According to this aspect, the method may further include assigning the input tokens to the one or more destination expert sub-models as specified by the selected SoftMax output elements. The predetermined number k may be equal to a number of the one or more destination expert sub-models. The predetermined number k of the SoftMax output elements may be the top-k largest SoftMax output elements among the plurality of SoftMax output elements. The above feature may have the technical effect of compressing the SoftMax output vector in a manner that preserves information relevant to destination expert sub-model selection.

According to this aspect, the predetermined number k may be equal to one. Subsequently to setting each of the plurality of SoftMax output elements other than one SoftMax output element to zero, the method may further include compressing the sparse SoftMax encoding into a scalar equal to the nonzero SoftMax output element. The above features may have the technical effect of further compressing the sparse SoftMax encoding.

According to this aspect, the method may further include dispatching the sparse encoding across the plurality of processing devices in an all-to-all dispatch operation. The method may further include computing the MoE layer output at least in part by combining respective sparse decodings of a plurality of expert output tensors across the plurality of processing devices in an all-to-all combine operation. The above features may have the technical effect of distributing the expert computation across the plurality of processing devices.

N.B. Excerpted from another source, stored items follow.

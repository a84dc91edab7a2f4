use actix_web::{HttpRequest, HttpResponse, Result as ActixResult, web};

use super::SystemService;
use crate::models::{ApiResponse, AppStartTime, system::HealthResponse};

pub async fn health(service: &SystemService, request: &HttpRequest) -> ActixResult<HttpResponse> {
    let config = service.get_config();
    let started_at = request
        .app_data::<web::Data<AppStartTime>>()
        .map(|t| t.start_datetime)
        .unwrap_or_else(chrono::Utc::now);

    Ok(HttpResponse::Ok().json(ApiResponse::success(
        build_health(
            started_at,
            &config.app.system_name,
            &config.app.environment,
        ),
        "Service is healthy",
    )))
}

pub(crate) fn build_health(
    started_at: chrono::DateTime<chrono::Utc>,
    system_name: &str,
    environment: &str,
) -> HealthResponse {
    HealthResponse {
        status: "ok".to_string(),
        system_name: system_name.to_string(),
        version: env!("CARGO_PKG_VERSION").to_string(),
        environment: environment.to_string(),
        started_at,
        uptime_secs: chrono::Utc::now()
            .signed_duration_since(started_at)
            .num_seconds()
            .max(0),
    }
}

#[cfg(test)]
mod tests {
    use super::*;

    #[test]
    fn test_uptime_from_start_time() {
        let started = chrono::Utc::now() - chrono::Duration::seconds(90);
        let health = build_health(started, "School Ops", "test");
        assert_eq!(health.status, "ok");
        assert!(health.uptime_secs >= 90);
        assert_eq!(health.version, env!("CARGO_PKG_VERSION"));
    }
}
//! 预导入模块，方便使用

pub use super::assignments::{
    ActiveModel as AssignmentActiveModel, Entity as Assignments, Model as AssignmentModel,
};
pub use super::class_attendance::{
    ActiveModel as AttendanceActiveModel, Entity as ClassAttendance, Model as AttendanceModel,
};
pub use super::class_enrollments::{
    ActiveModel as EnrollmentActiveModel, Entity as ClassEnrollments, Model as EnrollmentModel,
};
pub use super::class_schedules::{
    ActiveModel as ScheduleActiveModel, Entity as ClassSchedules, Model as ScheduleModel,
};
pub use super::class_sessions::{
    ActiveModel as SessionActiveModel, Entity as ClassSessions, Model as SessionModel,
};
pub use super::classes::{ActiveModel as ClassActiveModel, Entity as Classes, Model as ClassModel};
pub use super::course_payments::{
    ActiveModel as PaymentActiveModel, Entity as CoursePayments, Model as PaymentModel,
};
pub use super::post_categories::{
    ActiveModel as PostCategoryActiveModel, Entity as PostCategories,
    Model as PostCategoryModel,
};
pub use super::post_tags::{
    ActiveModel as PostTagActiveModel, Entity as PostTags, Model as PostTagModel,
};
pub use super::posts::{ActiveModel as PostActiveModel, Entity as Posts, Model as PostModel};
pub use super::schedule_teachers::{
    ActiveModel as ScheduleTeacherActiveModel, Entity as ScheduleTeachers,
    Model as ScheduleTeacherModel,
};
pub use super::students::{
    ActiveModel as StudentActiveModel, Entity as Students, Model as StudentModel,
};
pub use super::teachers::{
    ActiveModel as TeacherActiveModel, Entity as Teachers, Model as TeacherModel,
};
pub use super::users::{ActiveModel as UserActiveModel, Entity as Users, Model as UserModel};
use super::entities::{CoursePayment, PaymentStatus};
use crate::models::common::PaginationInfo;
use serde::Serialize;
use ts_rs::TS;

#[derive(Debug, Clone, Serialize, TS)]
#[ts(export, export_to = "payment.ts")]
pub struct PaymentDetail {
    #[serde(flatten)]
    #[ts(flatten)]
    pub payment: CoursePayment,
    pub student_name: String,
    pub class_name: String,
}

#[derive(Debug, Serialize, TS)]
#[ts(export, export_to = "payment.ts")]
pub struct PaymentListResponse {
    pub items: Vec<PaymentDetail>,
    pub pagination: PaginationInfo,
}

// 汇总中的单个学生
#[derive(Debug, Clone, Serialize, TS)]
#[ts(export, export_to = "payment.ts")]
pub struct StudentPaymentStatus {
    pub student_id: i64,
    pub student_name: String,
    // 该月无在读选课、仅有缴费记录时为 false
    pub enrolled: bool,
    pub paid: bool,
    pub payment_id: Option<i64>,
    pub status: Option<PaymentStatus>,
    pub amount: f64,
    pub receipt_no: Option<String>,
}

// 汇总中的单个班级
#[derive(Debug, Clone, Serialize, TS)]
#[ts(export, export_to = "payment.ts")]
pub struct ClassPaymentSummary {
    pub class_id: i64,
    pub class_name: String,
    pub monthly_fee: f64,
    pub enrolled: i64,
    pub paid_count: i64,
    // 在读学生中尚未缴清的人数
    pub unpaid_count: i64,
    pub collected_amount: f64,
    // monthly_fee * enrolled
    pub expected_amount: f64,
    pub students: Vec<StudentPaymentStatus>,
}

#[derive(Debug, Serialize, TS)]
#[ts(export, export_to = "payment.ts")]
pub struct PaymentSummaryResponse {
    pub month: i32,
    pub year: i32,
    pub total_collected: f64,
    pub total_expected: f64,
    pub total_paid: i64,
    pub total_unpaid: i64,
    pub classes: Vec<ClassPaymentSummary>,
}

According to this aspect, the method may further include computing the sparse encoding at least in part by executing a first kernel via which each processing device of the plurality of processing devices computes a respective expert input tensor as a product of the input tensor and the sparse SoftMax encoding of the SoftMax output vector. The method may further include computing the sparse decoding at least in part by executing a second kernel via which each processing device of the plurality of processing devices computes a product of the expert output tensor and the sparse SoftMax encoding of the SoftMax output vector. The above features may have the technical effect of efficiently computing the sparse encoding and the sparse decoding.

According to this aspect, the method may further include performing a backward pass through the MoE layer during training of the MoE layer. The backward pass may include computing a training-time sparse decoding at least in part by executing the first kernel and computing a training-time input tensor at least in part by executing the second kernel. The backward pass may further include computing a training-time SoftMax output vector at least in part by executing a third kernel via which each processing device of the plurality of processing devices computes a dot product of a training-time expert output tensor and the training-time sparse decoding or the training-time input tensor and the training-time sparse decoding. The above features may have the technical effect of efficiently performing the backward pass through the MoE layer.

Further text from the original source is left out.